Problem to work on —
If a line in the data below contains "match", copy it.
***** Dataset records
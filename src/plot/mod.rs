//! Chart rendering.
//!
//! Builds the comparison figures from a normalized table and writes them
//! to disk.

pub mod facets;
pub mod render;

pub use facets::{eccs_comparison, random_scaling, single_comparison, Facet, Figure, Marker, Series};
pub use render::{render_figure, FigureSize, ImageFormat, PlotError};

use crate::analysis::NormalizedTable;
use serde::{Deserialize, Serialize};
use std::path::PathBuf;
use tracing::{info, warn};

/// Which set of figures a run produces.
#[derive(
    Debug, Clone, Copy, PartialEq, Eq, Default, Serialize, Deserialize, clap::ValueEnum,
)]
#[serde(rename_all = "kebab-case")]
pub enum PlotLayout {
    /// ECC comparison and random-dataset figures at fixed paths
    #[default]
    Comparison,
    /// One figure of every measurement, written to the output file
    Single,
}

/// Where each figure of a layout goes.
#[derive(Debug, Clone)]
pub struct FigureTargets {
    pub output_file: PathBuf,
    pub eccs_file: PathBuf,
    pub random_file: PathBuf,
}

impl From<&crate::config::Config> for FigureTargets {
    fn from(config: &crate::config::Config) -> Self {
        Self {
            output_file: config.general.output_file.clone(),
            eccs_file: config.eccs_output(),
            random_file: config.random_output(),
        }
    }
}

/// The figures of `layout`, paired with their destinations.
pub fn plan_figures(
    table: &NormalizedTable,
    layout: PlotLayout,
    targets: &FigureTargets,
) -> Vec<(Figure, PathBuf)> {
    match layout {
        PlotLayout::Comparison => vec![
            (eccs_comparison(table), targets.eccs_file.clone()),
            (random_scaling(table), targets.random_file.clone()),
        ],
        PlotLayout::Single => vec![(single_comparison(table), targets.output_file.clone())],
    }
}

/// Render every non-empty figure of `layout`. Returns the paths written.
pub fn render_layout(
    table: &NormalizedTable,
    layout: PlotLayout,
    targets: &FigureTargets,
    size: FigureSize,
) -> Result<Vec<PathBuf>, PlotError> {
    let mut written = Vec::new();

    for (figure, path) in plan_figures(table, layout, targets) {
        if figure.is_empty() {
            warn!("No data for '{}', skipping {}", figure.title, path.display());
            continue;
        }

        render_figure(&figure, &path, size)?;
        info!(
            "Wrote {} ({} points in {} facets)",
            path.display(),
            figure.point_count(),
            figure.facets.len()
        );
        written.push(path);
    }

    Ok(written)
}
use tracing::{error, info};

use crate::error::Result;
use crate::models::ChatMessage;
use crate::storage::{KeyValueStore, storage_keys};

/// Most recent messages kept in the persisted transcript.
pub const MAX_CHAT_HISTORY: usize = 50;

/// Append-only chat transcript, capped to the most recent [`MAX_CHAT_HISTORY`] messages
#[derive(Debug, Clone, Default, PartialEq, Eq)]
pub struct ChatHistory {
    messages: Vec<ChatMessage>,
}

impl ChatHistory {
    pub fn new() -> Self {
        Self::default()
    }

    pub fn push(&mut self, message: ChatMessage) {
        self.messages.push(message);
        self.trim();
    }

    pub fn add_user_message(&mut self, content: impl Into<String>) {
        self.push(ChatMessage::user(content));
    }

    pub fn add_assistant_message(&mut self, content: impl Into<String>) {
        self.push(ChatMessage::assistant(content));
    }

    pub fn messages(&self) -> &[ChatMessage] {
        &self.messages
    }

    pub fn last_messages(&self, n: usize) -> &[ChatMessage] {
        let start = self.messages.len().saturating_sub(n);
        &self.messages[start..]
    }

    pub fn len(&self) -> usize {
        self.messages.len()
    }

    pub fn is_empty(&self) -> bool {
        self.messages.is_empty()
    }

    fn trim(&mut self) {
        if self.messages.len() > MAX_CHAT_HISTORY {
            let excess = self.messages.len() - MAX_CHAT_HISTORY;
            self.messages.drain(..excess);
        }
    }

    /// Restore the transcript; unreadable data starts a fresh one.
    pub async fn load(store: &dyn KeyValueStore) -> Result<Self> {
        let Some(raw) = store.get(storage_keys::CHAT_HISTORY).await? else {
            return Ok(Self::new());
        };

        match serde_json::from_str::<Vec<ChatMessage>>(&raw) {
            Ok(messages) => {
                let mut history = Self { messages };
                history.trim();
                Ok(history)
            }
            Err(e) => {
                error!("Failed to load chat history: {}", e);
                Ok(Self::new())
            }
        }
    }

    pub async fn save(&self, store: &dyn KeyValueStore) -> Result<()> {
        let body = serde_json::to_string(&self.messages)?;
        store.set(storage_keys::CHAT_HISTORY, body).await
    }

    pub async fn clear(&mut self, store: &dyn KeyValueStore) -> Result<()> {
        self.messages.clear();
        store.remove(storage_keys::CHAT_HISTORY).await?;
        info!("Chat history cleared");
        Ok(())
    }
}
**********
The answer —
    match layout {
        match serde_json::from_str::<Vec<ChatMessage>>(&raw) {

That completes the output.